### Exercise description
Only a number is wanted here: how many lines in the entries below contain the word "sample".

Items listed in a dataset
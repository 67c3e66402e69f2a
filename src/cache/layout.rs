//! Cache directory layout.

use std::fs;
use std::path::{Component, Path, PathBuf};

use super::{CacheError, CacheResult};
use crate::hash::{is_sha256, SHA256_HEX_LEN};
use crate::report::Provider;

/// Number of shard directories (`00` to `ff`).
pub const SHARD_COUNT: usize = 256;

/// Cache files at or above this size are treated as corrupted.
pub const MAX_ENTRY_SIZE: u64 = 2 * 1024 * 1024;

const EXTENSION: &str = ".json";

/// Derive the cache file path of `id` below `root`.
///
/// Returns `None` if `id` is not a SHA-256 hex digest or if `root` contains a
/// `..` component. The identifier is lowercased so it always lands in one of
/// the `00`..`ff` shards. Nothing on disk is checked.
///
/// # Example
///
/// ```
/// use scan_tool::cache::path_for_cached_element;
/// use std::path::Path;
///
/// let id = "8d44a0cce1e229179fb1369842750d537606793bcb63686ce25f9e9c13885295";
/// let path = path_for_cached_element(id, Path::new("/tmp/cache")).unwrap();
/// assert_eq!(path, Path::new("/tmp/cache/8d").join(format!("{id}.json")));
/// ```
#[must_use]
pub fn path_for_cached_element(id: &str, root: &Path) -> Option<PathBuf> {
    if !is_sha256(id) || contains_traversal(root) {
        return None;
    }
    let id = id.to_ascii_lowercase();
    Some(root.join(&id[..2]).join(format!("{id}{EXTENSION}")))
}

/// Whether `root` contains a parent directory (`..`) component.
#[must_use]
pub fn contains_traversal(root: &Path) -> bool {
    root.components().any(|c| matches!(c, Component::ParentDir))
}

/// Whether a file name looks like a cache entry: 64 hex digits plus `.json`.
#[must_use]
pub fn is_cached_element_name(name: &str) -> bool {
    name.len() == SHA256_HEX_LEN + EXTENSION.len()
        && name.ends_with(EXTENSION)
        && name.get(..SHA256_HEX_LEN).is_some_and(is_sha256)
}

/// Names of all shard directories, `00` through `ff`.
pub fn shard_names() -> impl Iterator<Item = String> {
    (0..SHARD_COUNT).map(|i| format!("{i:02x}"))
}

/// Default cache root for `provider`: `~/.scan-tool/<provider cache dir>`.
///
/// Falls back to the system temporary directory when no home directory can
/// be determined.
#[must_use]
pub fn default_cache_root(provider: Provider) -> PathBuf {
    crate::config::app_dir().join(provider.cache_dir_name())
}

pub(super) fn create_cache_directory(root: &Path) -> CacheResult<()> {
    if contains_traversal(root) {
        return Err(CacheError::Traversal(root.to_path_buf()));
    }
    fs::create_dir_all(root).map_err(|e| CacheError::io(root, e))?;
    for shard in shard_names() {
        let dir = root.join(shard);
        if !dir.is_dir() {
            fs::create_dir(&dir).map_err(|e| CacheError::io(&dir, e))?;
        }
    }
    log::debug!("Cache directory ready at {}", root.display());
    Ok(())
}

...

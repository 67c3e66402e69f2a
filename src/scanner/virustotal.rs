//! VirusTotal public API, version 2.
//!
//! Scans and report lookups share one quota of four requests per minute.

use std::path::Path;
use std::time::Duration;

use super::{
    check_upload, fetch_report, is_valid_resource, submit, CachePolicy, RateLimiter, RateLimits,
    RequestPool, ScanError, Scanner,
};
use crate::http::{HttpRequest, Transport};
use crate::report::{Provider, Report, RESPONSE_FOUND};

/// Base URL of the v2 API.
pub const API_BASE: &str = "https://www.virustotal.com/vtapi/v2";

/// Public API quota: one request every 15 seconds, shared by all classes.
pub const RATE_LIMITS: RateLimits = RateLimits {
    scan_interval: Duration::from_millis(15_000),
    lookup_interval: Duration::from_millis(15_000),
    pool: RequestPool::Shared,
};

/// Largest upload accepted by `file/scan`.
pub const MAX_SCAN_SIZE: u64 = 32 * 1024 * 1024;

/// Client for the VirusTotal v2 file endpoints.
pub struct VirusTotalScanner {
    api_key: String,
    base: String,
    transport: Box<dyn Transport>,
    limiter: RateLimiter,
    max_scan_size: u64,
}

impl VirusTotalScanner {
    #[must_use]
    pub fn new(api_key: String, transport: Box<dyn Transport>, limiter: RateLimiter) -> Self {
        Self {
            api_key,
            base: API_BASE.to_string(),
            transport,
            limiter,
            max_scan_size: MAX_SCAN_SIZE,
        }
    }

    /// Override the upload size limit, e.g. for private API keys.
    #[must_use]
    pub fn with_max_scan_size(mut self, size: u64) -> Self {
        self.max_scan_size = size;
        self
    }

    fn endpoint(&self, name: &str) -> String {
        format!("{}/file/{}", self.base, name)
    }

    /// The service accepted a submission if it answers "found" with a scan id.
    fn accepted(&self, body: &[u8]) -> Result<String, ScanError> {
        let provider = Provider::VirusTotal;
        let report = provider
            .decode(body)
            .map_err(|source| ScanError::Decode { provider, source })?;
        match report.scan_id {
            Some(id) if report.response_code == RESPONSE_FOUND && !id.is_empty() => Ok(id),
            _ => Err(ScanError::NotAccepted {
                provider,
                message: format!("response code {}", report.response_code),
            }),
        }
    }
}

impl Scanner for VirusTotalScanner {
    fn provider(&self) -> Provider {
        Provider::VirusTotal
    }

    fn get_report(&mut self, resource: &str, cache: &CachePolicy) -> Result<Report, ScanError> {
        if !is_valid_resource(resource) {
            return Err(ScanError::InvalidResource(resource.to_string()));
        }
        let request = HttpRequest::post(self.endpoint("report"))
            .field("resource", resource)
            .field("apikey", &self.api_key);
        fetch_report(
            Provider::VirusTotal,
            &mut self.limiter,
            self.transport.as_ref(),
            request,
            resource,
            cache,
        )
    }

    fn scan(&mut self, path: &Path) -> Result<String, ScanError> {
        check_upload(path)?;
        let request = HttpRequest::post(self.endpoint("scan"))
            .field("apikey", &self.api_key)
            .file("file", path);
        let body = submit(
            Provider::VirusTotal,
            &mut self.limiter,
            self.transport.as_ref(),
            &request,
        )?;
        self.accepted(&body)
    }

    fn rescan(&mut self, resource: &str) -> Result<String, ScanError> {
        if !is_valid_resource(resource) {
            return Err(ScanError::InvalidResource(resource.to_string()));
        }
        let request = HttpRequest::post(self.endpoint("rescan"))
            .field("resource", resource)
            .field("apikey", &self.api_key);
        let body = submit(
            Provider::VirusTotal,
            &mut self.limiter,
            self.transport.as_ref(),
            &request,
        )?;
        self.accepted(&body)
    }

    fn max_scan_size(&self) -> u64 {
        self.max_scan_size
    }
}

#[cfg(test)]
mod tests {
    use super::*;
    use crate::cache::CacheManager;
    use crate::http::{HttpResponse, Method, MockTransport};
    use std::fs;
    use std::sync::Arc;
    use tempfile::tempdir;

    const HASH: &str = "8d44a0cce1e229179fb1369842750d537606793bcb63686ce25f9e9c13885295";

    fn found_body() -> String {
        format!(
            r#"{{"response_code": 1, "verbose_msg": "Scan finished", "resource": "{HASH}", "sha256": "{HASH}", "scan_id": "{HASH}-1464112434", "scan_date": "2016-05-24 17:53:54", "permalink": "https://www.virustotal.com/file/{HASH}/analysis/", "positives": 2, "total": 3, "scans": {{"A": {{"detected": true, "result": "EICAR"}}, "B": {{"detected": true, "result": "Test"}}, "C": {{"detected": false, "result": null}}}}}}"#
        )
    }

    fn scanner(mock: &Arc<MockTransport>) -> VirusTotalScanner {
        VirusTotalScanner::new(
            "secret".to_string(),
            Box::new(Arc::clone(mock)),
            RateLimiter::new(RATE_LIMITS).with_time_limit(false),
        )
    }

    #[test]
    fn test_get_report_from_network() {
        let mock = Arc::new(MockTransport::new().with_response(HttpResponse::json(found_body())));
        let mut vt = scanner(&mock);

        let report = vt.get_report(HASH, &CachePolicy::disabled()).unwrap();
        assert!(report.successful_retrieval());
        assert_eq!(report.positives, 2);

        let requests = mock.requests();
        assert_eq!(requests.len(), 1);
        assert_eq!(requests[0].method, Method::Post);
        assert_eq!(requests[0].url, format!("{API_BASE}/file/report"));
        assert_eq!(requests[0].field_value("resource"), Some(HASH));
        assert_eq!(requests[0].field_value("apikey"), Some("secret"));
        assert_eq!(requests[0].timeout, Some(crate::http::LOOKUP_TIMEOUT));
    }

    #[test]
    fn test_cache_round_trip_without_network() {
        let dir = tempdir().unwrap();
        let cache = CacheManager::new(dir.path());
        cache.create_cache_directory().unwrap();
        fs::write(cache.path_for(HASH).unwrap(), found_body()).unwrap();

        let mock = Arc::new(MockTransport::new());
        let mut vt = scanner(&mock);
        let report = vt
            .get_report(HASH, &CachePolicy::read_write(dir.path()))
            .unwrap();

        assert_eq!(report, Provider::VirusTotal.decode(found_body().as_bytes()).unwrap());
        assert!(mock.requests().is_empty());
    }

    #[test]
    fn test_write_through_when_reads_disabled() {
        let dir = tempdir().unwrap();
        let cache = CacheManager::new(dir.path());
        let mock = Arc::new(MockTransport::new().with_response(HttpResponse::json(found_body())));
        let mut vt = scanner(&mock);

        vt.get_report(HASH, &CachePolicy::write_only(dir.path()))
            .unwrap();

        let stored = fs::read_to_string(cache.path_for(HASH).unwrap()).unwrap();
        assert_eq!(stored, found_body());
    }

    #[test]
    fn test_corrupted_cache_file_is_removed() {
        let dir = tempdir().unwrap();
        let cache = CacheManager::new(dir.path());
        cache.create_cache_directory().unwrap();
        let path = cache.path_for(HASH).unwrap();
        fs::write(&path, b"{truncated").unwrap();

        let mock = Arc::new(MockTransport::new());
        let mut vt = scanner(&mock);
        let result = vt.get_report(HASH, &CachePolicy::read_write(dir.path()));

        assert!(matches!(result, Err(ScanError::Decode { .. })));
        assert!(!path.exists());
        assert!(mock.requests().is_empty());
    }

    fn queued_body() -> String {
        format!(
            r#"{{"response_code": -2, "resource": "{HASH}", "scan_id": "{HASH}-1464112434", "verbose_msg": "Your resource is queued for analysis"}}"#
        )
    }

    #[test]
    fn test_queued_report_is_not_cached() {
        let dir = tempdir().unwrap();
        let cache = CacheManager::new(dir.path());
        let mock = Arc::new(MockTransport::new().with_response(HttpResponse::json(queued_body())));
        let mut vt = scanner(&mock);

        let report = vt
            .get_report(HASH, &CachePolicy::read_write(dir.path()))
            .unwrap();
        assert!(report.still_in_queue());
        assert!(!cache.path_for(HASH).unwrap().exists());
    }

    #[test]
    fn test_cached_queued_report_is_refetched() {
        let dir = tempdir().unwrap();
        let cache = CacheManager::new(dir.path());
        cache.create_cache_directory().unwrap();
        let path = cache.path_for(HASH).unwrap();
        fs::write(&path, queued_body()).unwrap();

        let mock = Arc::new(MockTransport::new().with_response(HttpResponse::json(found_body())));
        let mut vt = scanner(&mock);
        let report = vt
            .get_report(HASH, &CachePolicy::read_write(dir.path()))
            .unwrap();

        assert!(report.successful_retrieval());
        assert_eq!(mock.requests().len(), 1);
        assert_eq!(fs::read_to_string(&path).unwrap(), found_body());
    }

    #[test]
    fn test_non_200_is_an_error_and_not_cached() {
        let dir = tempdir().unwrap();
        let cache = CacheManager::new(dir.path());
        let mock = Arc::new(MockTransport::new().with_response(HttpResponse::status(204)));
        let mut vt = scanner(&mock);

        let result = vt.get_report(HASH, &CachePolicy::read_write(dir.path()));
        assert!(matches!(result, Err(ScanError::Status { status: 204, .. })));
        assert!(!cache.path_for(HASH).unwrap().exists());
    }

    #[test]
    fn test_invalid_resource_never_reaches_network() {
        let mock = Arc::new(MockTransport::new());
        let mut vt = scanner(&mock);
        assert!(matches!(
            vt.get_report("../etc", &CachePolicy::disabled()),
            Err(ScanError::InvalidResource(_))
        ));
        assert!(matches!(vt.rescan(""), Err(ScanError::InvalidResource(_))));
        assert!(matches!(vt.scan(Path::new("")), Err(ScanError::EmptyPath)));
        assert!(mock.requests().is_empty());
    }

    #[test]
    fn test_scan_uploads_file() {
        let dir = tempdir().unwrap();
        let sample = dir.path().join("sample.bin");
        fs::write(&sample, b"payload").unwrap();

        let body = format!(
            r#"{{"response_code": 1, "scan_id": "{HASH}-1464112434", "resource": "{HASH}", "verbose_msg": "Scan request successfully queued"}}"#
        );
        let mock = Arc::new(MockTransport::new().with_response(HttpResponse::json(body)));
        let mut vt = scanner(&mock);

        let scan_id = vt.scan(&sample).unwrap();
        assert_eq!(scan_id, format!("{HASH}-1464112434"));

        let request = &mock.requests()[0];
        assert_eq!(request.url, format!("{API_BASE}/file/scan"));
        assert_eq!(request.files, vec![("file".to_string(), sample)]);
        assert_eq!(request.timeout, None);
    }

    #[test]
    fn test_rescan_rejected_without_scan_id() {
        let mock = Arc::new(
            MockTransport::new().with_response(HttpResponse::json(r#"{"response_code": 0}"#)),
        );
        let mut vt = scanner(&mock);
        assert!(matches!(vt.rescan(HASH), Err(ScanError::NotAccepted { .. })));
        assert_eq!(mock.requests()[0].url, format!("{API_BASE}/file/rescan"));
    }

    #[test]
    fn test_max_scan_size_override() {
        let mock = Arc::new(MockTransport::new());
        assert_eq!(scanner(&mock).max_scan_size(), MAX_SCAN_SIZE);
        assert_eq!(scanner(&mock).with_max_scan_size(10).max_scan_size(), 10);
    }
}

---

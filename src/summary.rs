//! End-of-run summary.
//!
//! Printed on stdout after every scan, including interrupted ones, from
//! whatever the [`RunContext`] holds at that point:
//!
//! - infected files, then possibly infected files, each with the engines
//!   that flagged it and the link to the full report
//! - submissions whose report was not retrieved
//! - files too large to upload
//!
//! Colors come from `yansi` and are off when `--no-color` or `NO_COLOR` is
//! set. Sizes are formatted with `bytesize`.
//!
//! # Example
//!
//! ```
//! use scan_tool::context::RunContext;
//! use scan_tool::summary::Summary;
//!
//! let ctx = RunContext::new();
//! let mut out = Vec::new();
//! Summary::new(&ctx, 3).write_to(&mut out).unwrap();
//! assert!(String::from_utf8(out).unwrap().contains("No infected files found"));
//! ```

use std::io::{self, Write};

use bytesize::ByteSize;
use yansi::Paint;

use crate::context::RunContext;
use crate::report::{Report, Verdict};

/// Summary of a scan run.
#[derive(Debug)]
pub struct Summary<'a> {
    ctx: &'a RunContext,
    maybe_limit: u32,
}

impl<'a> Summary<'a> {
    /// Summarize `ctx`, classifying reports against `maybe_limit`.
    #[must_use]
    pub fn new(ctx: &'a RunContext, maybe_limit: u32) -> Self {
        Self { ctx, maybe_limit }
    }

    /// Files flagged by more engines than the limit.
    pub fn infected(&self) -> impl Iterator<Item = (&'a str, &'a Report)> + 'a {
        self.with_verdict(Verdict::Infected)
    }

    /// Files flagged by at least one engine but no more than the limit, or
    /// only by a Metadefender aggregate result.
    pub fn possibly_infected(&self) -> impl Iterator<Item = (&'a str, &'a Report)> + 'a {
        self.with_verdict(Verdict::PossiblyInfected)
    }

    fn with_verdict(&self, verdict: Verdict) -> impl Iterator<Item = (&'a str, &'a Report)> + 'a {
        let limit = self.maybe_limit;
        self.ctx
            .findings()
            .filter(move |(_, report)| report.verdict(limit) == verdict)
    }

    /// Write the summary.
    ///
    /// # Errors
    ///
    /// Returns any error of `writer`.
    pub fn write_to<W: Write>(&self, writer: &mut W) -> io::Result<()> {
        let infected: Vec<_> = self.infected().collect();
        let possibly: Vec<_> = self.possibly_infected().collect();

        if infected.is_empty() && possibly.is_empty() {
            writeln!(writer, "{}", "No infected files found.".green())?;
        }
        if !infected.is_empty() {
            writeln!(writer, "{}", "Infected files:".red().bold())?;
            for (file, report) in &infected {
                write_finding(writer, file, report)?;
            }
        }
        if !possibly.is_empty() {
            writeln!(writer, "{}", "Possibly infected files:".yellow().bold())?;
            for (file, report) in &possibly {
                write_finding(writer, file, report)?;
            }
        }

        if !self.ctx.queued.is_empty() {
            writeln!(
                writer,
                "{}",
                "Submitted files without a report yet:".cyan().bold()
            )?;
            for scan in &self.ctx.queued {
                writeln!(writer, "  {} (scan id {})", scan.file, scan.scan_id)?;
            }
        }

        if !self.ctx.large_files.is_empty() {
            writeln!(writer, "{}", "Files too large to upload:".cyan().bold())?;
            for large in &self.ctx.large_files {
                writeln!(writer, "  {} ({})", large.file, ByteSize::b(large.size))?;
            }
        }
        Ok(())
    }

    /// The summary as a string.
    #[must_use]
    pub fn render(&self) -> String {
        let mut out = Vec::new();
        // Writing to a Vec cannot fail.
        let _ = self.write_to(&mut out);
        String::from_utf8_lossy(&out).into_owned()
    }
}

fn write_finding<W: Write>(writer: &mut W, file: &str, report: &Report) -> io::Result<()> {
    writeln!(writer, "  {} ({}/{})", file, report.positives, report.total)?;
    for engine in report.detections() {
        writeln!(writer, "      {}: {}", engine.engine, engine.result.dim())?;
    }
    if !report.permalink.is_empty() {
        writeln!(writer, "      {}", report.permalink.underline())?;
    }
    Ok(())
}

### Answer section
4